I have just finished Tracy Chevalier's book Girl with a Pearl Earring, inspired by the mysterious muse of Johannes Vermeer's painting of the same name.
Before I read Girl in Hyacinth Blue by Susan Vreeland and Girl with a Pearl Earring, I knew nothing about the Dutch painter Vermeer. I can't claim I know any more of him now, except that I like his painting technique. Enjoyment of these books has led me to seek out images of his paintings on the Internet. I will direct you to this site, as I think it has very good scans. The colors are vibrant. The scans at Web Museum are so dark — it's hard to see some of the detail. Of all of the paintings I saw, however, this one, Girl with a Pearl Earring, is my favorite. I like the way the light hits the girl's face — the way her eyes shine, the moist sheen on her lips, the way the pearl glistens. It's been compared to Mona Lisa.

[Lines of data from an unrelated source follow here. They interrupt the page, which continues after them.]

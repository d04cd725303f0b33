// src/github/graphql.rs
// =============================================================================
// Fetches pattern metadata from aws-samples/serverless-patterns with a single
// GraphQL query instead of one REST call per directory.
//
// The query walks two levels of the HEAD tree:
//
//   <root>/
//     <pattern-dir>/
//       example-pattern.json   <- blob text is read
//
// Every example-pattern.json whose `patternType` is "terraform" becomes a
// PatternSummary. Blobs that aren't valid JSON are skipped silently; one bad
// file in a repository of hundreds shouldn't sink the run.
//
// The query also asks for `rateLimit`, which gets logged after every call.
// =============================================================================

use serde::{Deserialize, Serialize};
use serde_json::Value;

use super::client::GraphqlExecutor;
use super::retry::{or_fallback, retry_transient, RetryPolicy};
use crate::error::Result;

pub const PATTERNS_OWNER: &str = "aws-samples";
pub const PATTERNS_REPO: &str = "serverless-patterns";

// "owner/name" form, as recorded in the pattern collection metadata
pub fn patterns_repository() -> String {
    format!("{}/{}", PATTERNS_OWNER, PATTERNS_REPO)
}

const PATTERN_FILE: &str = "example-pattern.json";

pub const PATTERNS_QUERY: &str = r#"
query($owner: String!, $name: String!) {
  rateLimit {
    remaining
    limit
    cost
  }
  repository(owner: $owner, name: $name) {
    object(expression: "HEAD:") {
      ... on Tree {
        entries {
          name
          type
          object {
            ... on Tree {
              entries {
                name
                type
                object {
                  ... on Blob {
                    text
                  }
                }
              }
            }
          }
        }
      }
    }
  }
}
"#;

/// One Terraform pattern described by an example-pattern.json file.
#[derive(Debug, Clone, PartialEq, Serialize, Deserialize)]
#[serde(rename_all = "camelCase")]
pub struct PatternSummary {
    pub title: String,
    #[serde(default)]
    pub services: Vec<String>,
    pub pattern_type: String,
}

/// The `rateLimit` descriptor GitHub returns alongside query data.
#[derive(Debug, Clone, Copy, PartialEq, Deserialize)]
pub struct RateLimit {
    pub remaining: u64,
    pub limit: u64,
    pub cost: u64,
}

impl RateLimit {
    /// Pulls the descriptor out of a response's `data` object, if present.
    pub fn from_data(data: &Value) -> Option<Self> {
        data.get("rateLimit")
            .and_then(|v| serde_json::from_value(v.clone()).ok())
    }

    pub fn describe(&self) -> String {
        format!("Rate limit: {}/{} (cost {})", self.remaining, self.limit, self.cost)
    }
}

/// Runs the patterns query once. Errors propagate.
pub async fn fetch_terraform_patterns(client: &dyn GraphqlExecutor) -> Result<Vec<PatternSummary>> {
    let data = run_patterns_query(client).await?;
    log_rate_limit(&data);
    Ok(process_patterns_response(&data))
}

/// Runs the patterns query under `policy`, never failing.
///
/// Transient errors are retried; if every attempt fails (or the error isn't
/// retryable) the result is an empty list and the failure is logged.
pub async fn fetch_terraform_patterns_with_retries(
    client: &dyn GraphqlExecutor,
    policy: &RetryPolicy,
) -> Vec<PatternSummary> {
    let outcome = retry_transient(policy, || run_patterns_query(client)).await;

    match &outcome {
        Ok(data) => log_rate_limit(data),
        Err(_) => tracing::info!("Rate limit: unavailable (query failed)"),
    }

    or_fallback(outcome.map(|data| process_patterns_response(&data)), Vec::new())
}

async fn run_patterns_query(client: &dyn GraphqlExecutor) -> Result<Value> {
    let variables = serde_json::json!({ "owner": PATTERNS_OWNER, "name": PATTERNS_REPO });
    client.execute(PATTERNS_QUERY, variables).await
}

fn log_rate_limit(data: &Value) {
    if let Some(rate_limit) = RateLimit::from_data(data) {
        tracing::info!(
            remaining = rate_limit.remaining,
            limit = rate_limit.limit,
            cost = rate_limit.cost,
            "{}",
            rate_limit.describe()
        );
    }
}

/// Flattens the tree response into Terraform pattern summaries.
pub fn process_patterns_response(data: &Value) -> Vec<PatternSummary> {
    let root_entries = data
        .pointer("/repository/object/entries")
        .and_then(Value::as_array);

    let Some(root_entries) = root_entries else {
        return Vec::new();
    };

    root_entries
        .iter()
        .filter(|entry| entry.get("type").and_then(Value::as_str) == Some("tree"))
        .filter_map(|entry| entry.pointer("/object/entries").and_then(Value::as_array))
        .flatten()
        .filter(|file| file.get("name").and_then(Value::as_str) == Some(PATTERN_FILE))
        .filter_map(|file| file.pointer("/object/text").and_then(Value::as_str))
        .filter_map(parse_pattern_file)
        .filter(|pattern| pattern.pattern_type == "terraform")
        .collect()
}

fn parse_pattern_file(text: &str) -> Option<PatternSummary> {
    serde_json::from_str(text).ok()
}
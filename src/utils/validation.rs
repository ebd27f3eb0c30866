use crate::utils::error::{RegistrarError, Result};
use std::collections::HashSet;

pub trait Validate {
    fn validate(&self) -> Result<()>;
}

pub fn validate_path(field_name: &str, path: &str) -> Result<()> {
    if path.is_empty() {
        return Err(RegistrarError::InvalidConfigValueError {
            field: field_name.to_string(),
            value: path.to_string(),
            reason: "Path cannot be empty".to_string(),
        });
    }

    if path.contains('\0') {
        return Err(RegistrarError::InvalidConfigValueError {
            field: field_name.to_string(),
            value: path.to_string(),
            reason: "Path contains null bytes".to_string(),
        });
    }

    Ok(())
}

pub fn validate_non_empty_string(field_name: &str, value: &str) -> Result<()> {
    if value.trim().is_empty() {
        return Err(RegistrarError::InvalidConfigValueError {
            field: field_name.to_string(),
            value: value.to_string(),
            reason: "Value cannot be empty or whitespace-only".to_string(),
        });
    }
    Ok(())
}

/// Dot-separated identifier segments, e.g. `com.foo.Bar` or `com.foo.Outer$Inner`.
pub fn is_qualified_class_name(name: &str) -> bool {
    name.split('.').all(|segment| {
        let mut chars = segment.chars();
        match chars.next() {
            Some(first) if first.is_alphabetic() || first == '_' || first == '$' => {
                chars.all(|c| c.is_alphanumeric() || c == '_' || c == '$')
            }
            _ => false,
        }
    })
}

pub fn validate_class_name(field_name: &str, value: &str) -> Result<()> {
    if !is_qualified_class_name(value) {
        return Err(RegistrarError::InvalidConfigValueError {
            field: field_name.to_string(),
            value: value.escape_debug().to_string(),
            reason: "Expected a fully-qualified class name such as com.foo.Bar".to_string(),
        });
    }
    Ok(())
}

pub fn validate_extensions(field_name: &str, extensions: &[String]) -> Result<()> {
    if extensions.is_empty() {
        return Err(RegistrarError::ConfigValidationError {
            field: field_name.to_string(),
            message: "At least one source extension is required".to_string(),
        });
    }

    let mut seen = HashSet::new();
    for ext in extensions {
        validate_non_empty_string(field_name, ext)?;
        if ext.starts_with('.') || ext.contains(['/', '\\']) {
            return Err(RegistrarError::InvalidConfigValueError {
                field: field_name.to_string(),
                value: ext.clone(),
                reason: "Extension must be a bare suffix such as 'java'".to_string(),
            });
        }
        if !seen.insert(ext.as_str()) {
            return Err(RegistrarError::InvalidConfigValueError {
                field: field_name.to_string(),
                value: ext.clone(),
                reason: "Extension listed more than once".to_string(),
            });
        }
    }

    Ok(())
}

#[cfg(test)]
mod tests {
    use super::*;

    #[test]
    fn test_validate_path() {
        assert!(validate_path("project.source_dir", "src/main/java").is_ok());
        assert!(validate_path("project.source_dir", "").is_err());
        assert!(validate_path("project.source_dir", "src\0java").is_err());
    }

    #[test]
    fn test_validate_non_empty_string() {
        assert!(validate_non_empty_string("interface", "com.foo.Bar").is_ok());
        assert!(validate_non_empty_string("interface", "   ").is_err());
    }

    #[test]
    fn test_qualified_class_names() {
        assert!(is_qualified_class_name("com.foo.Bar"));
        assert!(is_qualified_class_name("Bar"));
        assert!(is_qualified_class_name("com.foo.Outer$Inner"));
        assert!(is_qualified_class_name("com.foo_bar.Baz2"));

        assert!(!is_qualified_class_name(""));
        assert!(!is_qualified_class_name(".tmp.X"));
        assert!(!is_qualified_class_name("com.foo."));
        assert!(!is_qualified_class_name("a..B"));
        assert!(!is_qualified_class_name("com/foo/X"));
        assert!(!is_qualified_class_name("com\\foo.X"));
        assert!(!is_qualified_class_name("com.foo.X\ncom.foo.Y"));
        assert!(!is_qualified_class_name("com.foo.1Bad"));
        assert!(!is_qualified_class_name("com.foo.Bar "));
    }

    #[test]
    fn test_validate_class_name_escapes_value() {
        match validate_class_name("implementation", "a.B\nc.D") {
            Err(RegistrarError::InvalidConfigValueError { value, .. }) => {
                assert_eq!(value, "a.B\\nc.D")
            }
            other => panic!("unexpected result: {:?}", other),
        }
    }

    #[test]
    fn test_validate_extensions() {
        let ok = vec!["java".to_string(), "kt".to_string()];
        assert!(validate_extensions("project.source_extensions", &ok).is_ok());

        assert!(validate_extensions("project.source_extensions", &[]).is_err());
        assert!(validate_extensions("project.source_extensions", &[".java".to_string()]).is_err());
        let dup = vec!["java".to_string(), "java".to_string()];
        assert!(validate_extensions("project.source_extensions", &dup).is_err());
    }
}
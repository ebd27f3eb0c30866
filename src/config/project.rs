use crate::config::toml_config::{TomlConfig, DESCRIPTOR_FILE};
use crate::core::ProjectModel;
use crate::utils::error::{RegistrarError, Result};
use crate::utils::validation::is_qualified_class_name;
use std::path::{Path, PathBuf};

pub const DEFAULT_SOURCE_DIR: &str = "src/main/java";
pub const DEFAULT_RESOURCE_DIR: &str = "src/main/resources";
pub const DEFAULT_SOURCE_EXTENSION: &str = "java";

/// Files whose presence marks a directory as a project root.
pub const PROJECT_MARKERS: [&str; 4] = [DESCRIPTOR_FILE, "pom.xml", "build.gradle", "build.gradle.kts"];

/// Walks from `start` up through its ancestors until a project marker is found.
pub fn find_project_root(start: &Path) -> Result<PathBuf> {
    for dir in start.ancestors() {
        if let Some(marker) = PROJECT_MARKERS.iter().find(|m| dir.join(m).is_file()) {
            tracing::debug!("Found {} in {}", marker, dir.display());
            return Ok(dir.to_path_buf());
        }
    }

    Err(RegistrarError::ProjectNotFound {
        start: start.to_path_buf(),
    })
}

/// A project on the local filesystem with a conventional source/resource layout.
#[derive(Debug, Clone)]
pub struct LocalProject {
    root: PathBuf,
    source_root: PathBuf,
    resource_root: PathBuf,
    source_extensions: Vec<String>,
}

impl LocalProject {
    pub fn new(root: impl Into<PathBuf>) -> Self {
        let root = root.into();
        Self {
            source_root: root.join(DEFAULT_SOURCE_DIR),
            resource_root: root.join(DEFAULT_RESOURCE_DIR),
            source_extensions: vec![DEFAULT_SOURCE_EXTENSION.to_string()],
            root,
        }
    }

    pub fn from_config(root: impl Into<PathBuf>, config: &TomlConfig) -> Self {
        let mut project = Self::new(root);
        if let Some(dir) = &config.project.source_dir {
            project = project.with_source_dir(dir);
        }
        if let Some(dir) = &config.project.resource_dir {
            project = project.with_resource_dir(dir);
        }
        if let Some(extensions) = &config.project.source_extensions {
            project = project.with_source_extensions(extensions.clone());
        }
        project
    }

    /// Relative directories are resolved against the project root.
    pub fn with_source_dir(mut self, dir: impl AsRef<Path>) -> Self {
        self.source_root = self.root.join(dir);
        self
    }

    pub fn with_resource_dir(mut self, dir: impl AsRef<Path>) -> Self {
        self.resource_root = self.root.join(dir);
        self
    }

    pub fn with_source_extensions(mut self, extensions: Vec<String>) -> Self {
        self.source_extensions = extensions;
        self
    }

    pub fn root(&self) -> &Path {
        &self.root
    }

    pub fn source_root(&self) -> &Path {
        &self.source_root
    }

    /// `com.foo.BarImpl` -> `<source_root>/com/foo/BarImpl.<extension>`
    pub fn source_path(&self, class_name: &str, extension: &str) -> PathBuf {
        let relative = format!("{}.{}", class_name.replace('.', "/"), extension);
        self.source_root.join(relative)
    }
}

impl ProjectModel for LocalProject {
    fn source_exists(&self, class_name: &str) -> bool {
        if !is_qualified_class_name(class_name) {
            tracing::debug!("{:?} is not a class name", class_name);
            return false;
        }

        self.source_extensions.iter().any(|ext| {
            let path = self.source_path(class_name, ext);
            tracing::debug!("Looking for {}", path.display());
            path.starts_with(&self.source_root) && path.is_file()
        })
    }

    fn resource_root(&self) -> &Path {
        &self.resource_root
    }
}

#[cfg(test)]
mod tests {
    use super::*;
    use std::fs;
    use tempfile::TempDir;

    #[test]
    fn test_find_project_root_walks_up() {
        let temp_dir = TempDir::new().unwrap();
        fs::write(temp_dir.path().join("pom.xml"), "<project/>").unwrap();
        let nested = temp_dir.path().join("src/main/java/com/foo");
        fs::create_dir_all(&nested).unwrap();

        let root = find_project_root(&nested).unwrap();
        assert_eq!(root, temp_dir.path());
    }

    #[test]
    fn test_find_project_root_requires_marker() {
        let temp_dir = TempDir::new().unwrap();
        let err = find_project_root(temp_dir.path()).unwrap_err();
        assert!(matches!(err, RegistrarError::ProjectNotFound { .. }));
    }

    #[test]
    fn test_source_exists_uses_package_path() {
        let temp_dir = TempDir::new().unwrap();
        let project = LocalProject::new(temp_dir.path());
        let source = project.source_path("com.foo.BarImpl", "java");
        assert_eq!(
            source,
            temp_dir.path().join("src/main/java/com/foo/BarImpl.java")
        );

        assert!(!project.source_exists("com.foo.BarImpl"));
        fs::create_dir_all(source.parent().unwrap()).unwrap();
        fs::write(&source, "package com.foo;").unwrap();
        assert!(project.source_exists("com.foo.BarImpl"));
    }

    #[cfg(unix)]
    #[test]
    fn test_source_outside_source_root_is_not_found() {
        let temp_dir = TempDir::new().unwrap();
        let outside = tempfile::Builder::new()
            .prefix("Outside")
            .suffix(".java")
            .tempfile_in(std::env::temp_dir())
            .unwrap();

        // /tmp/OutsideXYZ.java spelled as a dotted name: .tmp.OutsideXYZ
        let stem = outside.path().file_stem().unwrap().to_str().unwrap();
        let parent = outside.path().parent().unwrap().to_str().unwrap();
        let dotted = format!("{}.{}", parent.replace('/', "."), stem);

        let project = LocalProject::new(temp_dir.path());
        assert!(!project.source_exists(&dotted));
        assert!(!project.source_exists("com/foo/BarImpl"));
        assert!(!project.source_exists("com..BarImpl"));
    }

    #[test]
    fn test_from_config_overrides_layout() {
        let temp_dir = TempDir::new().unwrap();
        let config = TomlConfig::from_toml_str(
            "[project]\nsource_dir = \"app\"\nresource_dir = \"res\"\nsource_extensions = [\"kt\"]\n",
        )
        .unwrap();

        let project = LocalProject::from_config(temp_dir.path(), &config);
        assert_eq!(project.source_root(), temp_dir.path().join("app"));
        assert_eq!(project.resource_root(), temp_dir.path().join("res"));

        let kotlin = temp_dir.path().join("app/com/foo/BarImpl.kt");
        fs::create_dir_all(kotlin.parent().unwrap()).unwrap();
        fs::write(&kotlin, "package com.foo").unwrap();
        assert!(project.source_exists("com.foo.BarImpl"));
    }
}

The book? Well, I think technically it was better than Chevalier's The Virgin Blue, which I reviewed here, but it didn't speak to me in the same way that The Virgin Blue did. Don't get me wrong — I loved the book. I think it is part of a fascinating genre of literature that seems to be really hitting its stride right now — art-inspired literature, something I previously wrote about here. I think the only thing that really troubled me about the book is the same thing that art historians have complained about — the negative portrayal of Vermeer and his wife Catharina. Susan Vreeland portrayed them, especially Catharina, very differently in Girl in Hyacinth Blue. For one thing, Vreeland emphasized their poverty. When Vermeer died, the family was deeply in debt. One story that seems veriafiably accurate is that his family's debt with their baker was settled because the baker was willing to take Vermeer's artwork in trade. I wondered how they could afford a maid, let alone two maids, as they had in the book. However, Chevalier pointed out that a maid, Tanneke, was mentioned in Vermeer's will. I have to be fair and say that Chevalier never described the Vermeers as wealthy, and she emphasized that they fell into debt after the departure of Griet, the novel's protagonist. I guess I just feel, in my modern mindset, that a maid is a luxury only wealthy people can afford. I don't know a thing about it, so I can't say exactly when Vermeer became poor, or whether he was always poor. He was portrayed as someone who used people for what they could bring to his artwork. There is this sense that he and Catharina do not get along, when they had 15 children together (11 of whom survived). You have to like each other a bit more than the novel portrays to have so many children, I'd think.








Article comments
1 - Eric Olsen
fascinating Dana, thanks!
2 - Mat
this book is a classic, set in the mid 1600's. about a girl (griet) sent to work at a painter's house (vermeer) to earn the family some money after her father lost his eyes to an accident at work, painting tiles. Griet has to overcome many obsticles, many of which relate to her like for Vermeer, but she knows that he is out of reach and meets Pieter and expresses he feelings for Vermeer through Peiter, (Pieter likes griet and the eventually marry). other obsticles are the "tight" or mean mistriss (Cartharina) and the other maid (tanneke), Tanneke is jelous that Griet goes straight up to the attic, where Vermeers paintings are, to clean when Tanneke has been there about 10 years and is still not alowed to enter the attic.
3 - Coco
No literary style what so ever in Chevalier’s books. They are interesting because describing a period of time with which not many are familiar (and you could bet a fortune at no risks that people familiar with the Europe’s 1660 would took pity on us enjoying those fictions that much). I mean you could read Life in Holand in Rembrand’s times and write yourself those books just the same. I just finished the book and enjoyed it but found that writing under the cover of an illiterate girl Chevalier considered she can spare herself the effort of a literary style. Think at Faulkner’s people, right? Very simple, poorest whites and blacks of the South right but then the narration….It only influenced all the writers ever since. Or think at Gabriel Garcia’s 100 of Solitude people right ? Illiterates for most part, but then the narration… We’re talking Nobel prizes here, I know.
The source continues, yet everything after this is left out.